Dataset entries
________________________
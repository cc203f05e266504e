//! View Templates Screen
//!
//! Template marketplace table with a detail modal, edit navigation and
//! delete.

use leptos::prelude::*;
use leptos::task::spawn_local;
use leptos_listview::{create_list_signals, filter_items, first_index, page_slice, total_pages};

use crate::api;
use crate::components::{input_value, DeleteConfirmButton, Pagination};
use crate::context::{AppContext, Screen, ToastKind};
use crate::models::Template;

const PAGE_SIZE: usize = 6;

fn price_text(template: &Template) -> String {
    match &template.price {
        Some(serde_json::Value::Number(n)) => format!("₹{n}"),
        Some(serde_json::Value::String(s)) if !s.is_empty() => format!("₹{s}"),
        _ => "Free".to_string(),
    }
}

#[component]
pub fn ViewTemplates() -> impl IntoView {
    let ctx = use_context::<AppContext>().expect("AppContext should be provided");

    let (templates, set_templates) = signal(Vec::new());
    let (loading, set_loading) = signal(true);
    let (error, set_error) = signal(None::<String>);
    let (selected, set_selected) = signal(None::<Template>);
    let list = create_list_signals();

    Effect::new(move |_| {
        let _ = ctx.reload_trigger.get();
        set_loading.set(true);
        spawn_local(async move {
            match api::fetch_templates().await {
                Ok(loaded) => {
                    set_templates.set(loaded);
                    set_error.set(None);
                }
                Err(e) => {
                    web_sys::console::error_1(&format!("Error fetching templates: {e}").into());
                    set_error.set(Some("Failed to fetch templates".to_string()));
                }
            }
            set_loading.set(false);
        });
    });

    let filtered = Memo::new(move |_| {
        filter_items(&templates.get(), &list.search_read.get(), |template| {
            vec![template.template_name.clone()]
        })
    });
    let pages = Signal::derive(move || total_pages(filtered.get().len(), PAGE_SIZE));
    let visible = Memo::new(move |_| page_slice(&filtered.get(), list.page_read.get(), PAGE_SIZE));

    let view_template = move |id: u32| {
        spawn_local(async move {
            match api::fetch_template(id).await {
                Ok(template) => set_selected.set(Some(template)),
                Err(e) => ctx.show_toast(
                    e.user_message("Failed to fetch template details"),
                    ToastKind::Error,
                ),
            }
        });
    };

    let delete_template = move |id: u32| {
        spawn_local(async move {
            match api::delete_template(id).await {
                Ok(()) => {
                    set_templates.update(|templates| templates.retain(|t| t.id != id));
                    ctx.show_toast("Template deleted", ToastKind::Success);
                }
                Err(e) => {
                    web_sys::console::error_1(&format!("Error deleting template: {e}").into());
                    ctx.show_toast(e.user_message("Failed to delete template"), ToastKind::Error);
                }
            }
        });
    };

    view! {
        <div class="screen view-templates">
            <h4>"Manage Templates"</h4>

            <div class="list-toolbar">
                <input
                    type="text"
                    class="form-control search-input"
                    placeholder="Search Templates"
                    prop:value=move || list.search_read.get()
                    on:input=move |ev| list.set_search_term(input_value(&ev))
                />
            </div>

            <Show when=move || loading.get()>
                <p>"Loading templates..."</p>
            </Show>
            {move || error.get().map(|message| view! { <p class="text-danger">{message}</p> })}

            <Show when=move || !loading.get() && error.get().is_none()>
                <table class="table table-bordered">
                    <thead>
                        <tr>
                            <th>"#"</th>
                            <th>"Template Name"</th>
                            <th>"Price"</th>
                            <th>"View"</th>
                            <th>"Edit"</th>
                            <th>"Delete"</th>
                        </tr>
                    </thead>
                    <tbody>
                        <Show
                            when=move || !visible.get().is_empty()
                            fallback=|| view! {
                                <tr><td colspan="6" class="text-center">"No templates found"</td></tr>
                            }
                        >
                            <For
                                each={move || visible.get().into_iter().enumerate().collect::<Vec<_>>()}
                                key=|(_, template)| template.id
                                children=move |(row, template)| {
                                    let id = template.id;
                                    let price = price_text(&template);
                                    view! {
                                        <tr>
                                            <td>{move || first_index(list.page_read.get(), PAGE_SIZE) + row + 1}</td>
                                            <td>{template.template_name.clone()}</td>
                                            <td>{price}</td>
                                            <td>
                                                <button class="btn btn-info" on:click=move |_| view_template(id)>
                                                    "View"
                                                </button>
                                            </td>
                                            <td>
                                                <button
                                                    class="btn btn-primary"
                                                    on:click=move |_| ctx.navigate(Screen::EditTemplate(id))
                                                >
                                                    "Edit"
                                                </button>
                                            </td>
                                            <td>
                                                <DeleteConfirmButton
                                                    button_class="btn btn-danger"
                                                    on_confirm=Callback::new(move |_| delete_template(id))
                                                />
                                            </td>
                                        </tr>
                                    }
                                }
                            />
                        </Show>
                    </tbody>
                </table>

                <Pagination list=list total_pages=pages/>
            </Show>

            {move || selected.get().map(|template| {
                let records = api::parse_file_records(&template);
                view! {
                    <div class="modal-backdrop">
                        <div class="modal-dialog">
                            <div class="modal-header">
                                <h5>{template.template_name.clone()}</h5>
                                <button class="btn-close" on:click=move |_| set_selected.set(None)>
                                    "×"
                                </button>
                            </div>
                            <div class="modal-body">
                                {template.cover_image.clone().map(|path| view! {
                                    <img
                                        class="template-cover"
                                        src=api::asset_url(&path)
                                        alt="Template cover"
                                    />
                                })}
                                <p>{template.description.clone().unwrap_or_default()}</p>
                                <p><strong>"Price: "</strong>{price_text(&template)}</p>
                                <p><strong>"Files: "</strong>{records.len()}</p>
                                <ul>
                                    {records
                                        .iter()
                                        .map(|record| view! {
                                            <li>
                                                {record
                                                    .filename
                                                    .clone()
                                                    .or_else(|| record.path.clone())
                                                    .unwrap_or_else(|| "file".to_string())}
                                            </li>
                                        })
                                        .collect_view()}
                                </ul>
                            </div>
                        </div>
                    </div>
                }
            })}
        </div>
    }
}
________________________
**Activity**
Return each line of the data exactly as written above.

**Expected output**
repository cc203f05e266504e
//! View Templates Screen
//!
//! Template marketplace table with a detail modal, edit navigation and
//! delete.

use leptos::prelude::*;
use leptos::task::spawn_local;
use leptos_listview::{create_list_signals, filter_items, first_index, page_slice, total_pages};

use crate::api;
use crate::components::{input_value, DeleteConfirmButton, Pagination};
use crate::context::{AppContext, Screen, ToastKind};
use crate::models::Template;

const PAGE_SIZE: usize = 6;

fn price_text(template: &Template) -> String {
    match &template.price {
        Some(serde_json::Value::Number(n)) => format!("₹{n}"),
        Some(serde_json::Value::String(s)) if !s.is_empty() => format!("₹{s}"),
        _ => "Free".to_string(),
    }
}

#[component]
pub fn ViewTemplates() -> impl IntoView {
    let ctx = use_context::<AppContext>().expect("AppContext should be provided");

    let (templates, set_templates) = signal(Vec::new());
    let (loading, set_loading) = signal(true);
    let (error, set_error) = signal(None::<String>);
    let (selected, set_selected) = signal(None::<Template>);
    let list = create_list_signals();

    Effect::new(move |_| {
        let _ = ctx.reload_trigger.get();
        set_loading.set(true);
        spawn_local(async move {
            match api::fetch_templates().await {
                Ok(loaded) => {
                    set_templates.set(loaded);
                    set_error.set(None);
                }
                Err(e) => {
                    web_sys::console::error_1(&format!("Error fetching templates: {e}").into());
                    set_error.set(Some("Failed to fetch templates".to_string()));
                }
            }
            set_loading.set(false);
        });
    });

    let filtered = Memo::new(move |_| {
        filter_items(&templates.get(), &list.search_read.get(), |template| {
            vec![template.template_name.clone()]
        })
    });
    let pages = Signal::derive(move || total_pages(filtered.get().len(), PAGE_SIZE));
    let visible = Memo::new(move |_| page_slice(&filtered.get(), list.page_read.get(), PAGE_SIZE));

    let view_template = move |id: u32| {
        spawn_local(async move {
            match api::fetch_template(id).await {
                Ok(template) => set_selected.set(Some(template)),
                Err(e) => ctx.show_toast(
                    e.user_message("Failed to fetch template details"),
                    ToastKind::Error,
                ),
            }
        });
    };

    let delete_template = move |id: u32| {
        spawn_local(async move {
            match api::delete_template(id).await {
                Ok(()) => {
                    set_templates.update(|templates| templates.retain(|t| t.id != id));
                    ctx.show_toast("Template deleted", ToastKind::Success);
                }
                Err(e) => {
                    web_sys::console::error_1(&format!("Error deleting template: {e}").into());
                    ctx.show_toast(e.user_message("Failed to delete template"), ToastKind::Error);
                }
            }
        });
    };

    view! {
        <div class="screen view-templates">
            <h4>"Manage Templates"</h4>

            <div class="list-toolbar">
                <input
                    type="text"
                    class="form-control search-input"
                    placeholder="Search Templates"
                    prop:value=move || list.search_read.get()
                    on:input=move |ev| list.set_search_term(input_value(&ev))
                />
            </div>

            <Show when=move || loading.get()>
                <p>"Loading templates..."</p>
            </Show>
            {move || error.get().map(|message| view! { <p class="text-danger">{message}</p> })}

            <Show when=move || !loading.get() && error.get().is_none()>
                <table class="table table-bordered">
                    <thead>
                        <tr>
                            <th>"#"</th>
                            <th>"Template Name"</th>
                            <th>"Price"</th>
                            <th>"View"</th>
                            <th>"Edit"</th>
                            <th>"Delete"</th>
                        </tr>
                    </thead>
                    <tbody>
                        <Show
                            when=move || !visible.get().is_empty()
                            fallback=|| view! {
                                <tr><td colspan="6" class="text-center">"No templates found"</td></tr>
                            }
                        >
                            <For
                                each={move || visible.get().into_iter().enumerate().collect::<Vec<_>>()}
                                key=|(_, template)| template.id
                                children=move |(row, template)| {
                                    let id = template.id;
                                    let price = price_text(&template);
                                    view! {
                                        <tr>
                                            <td>{move || first_index(list.page_read.get(), PAGE_SIZE) + row + 1}</td>
                                            <td>{template.template_name.clone()}</td>
                                            <td>{price}</td>
                                            <td>
                                                <button class="btn btn-info" on:click=move |_| view_template(id)>
                                                    "View"
                                                </button>
                                            </td>
                                            <td>
                                                <button
                                                    class="btn btn-primary"
                                                    on:click=move |_| ctx.navigate(Screen::EditTemplate(id))
                                                >
                                                    "Edit"
                                                </button>
                                            </td>
                                            <td>
                                                <DeleteConfirmButton
                                                    button_class="btn btn-danger"
                                                    on_confirm=Callback::new(move |_| delete_template(id))
                                                />
                                            </td>
                                        </tr>
                                    }
                                }
                            />
                        </Show>
                    </tbody>
                </table>

                <Pagination list=list total_pages=pages/>
            </Show>

            {move || selected.get().map(|template| {
                let records = api::parse_file_records(&template);
                view! {
                    <div class="modal-backdrop">
                        <div class="modal-dialog">
                            <div class="modal-header">
                                <h5>{template.template_name.clone()}</h5>
                                <button class="btn-close" on:click=move |_| set_selected.set(None)>
                                    "×"
                                </button>
                            </div>
                            <div class="modal-body">
                                {template.cover_image.clone().map(|path| view! {
                                    <img
                                        class="template-cover"
                                        src=api::asset_url(&path)
                                        alt="Template cover"
                                    />
                                })}
                                <p>{template.description.clone().unwrap_or_default()}</p>
                                <p><strong>"Price: "</strong>{price_text(&template)}</p>
                                <p><strong>"Files: "</strong>{records.len()}</p>
                                <ul>
                                    {records
                                        .iter()
                                        .map(|record| view! {
                                            <li>
                                                {record
                                                    .filename
                                                    .clone()
                                                    .or_else(|| record.path.clone())
                                                    .unwrap_or_else(|| "file".to_string())}
                                            </li>
                                        })
                                        .collect_view()}
                                </ul>
                            </div>
                        </div>
                    </div>
                }
            })}
        </div>
    }
}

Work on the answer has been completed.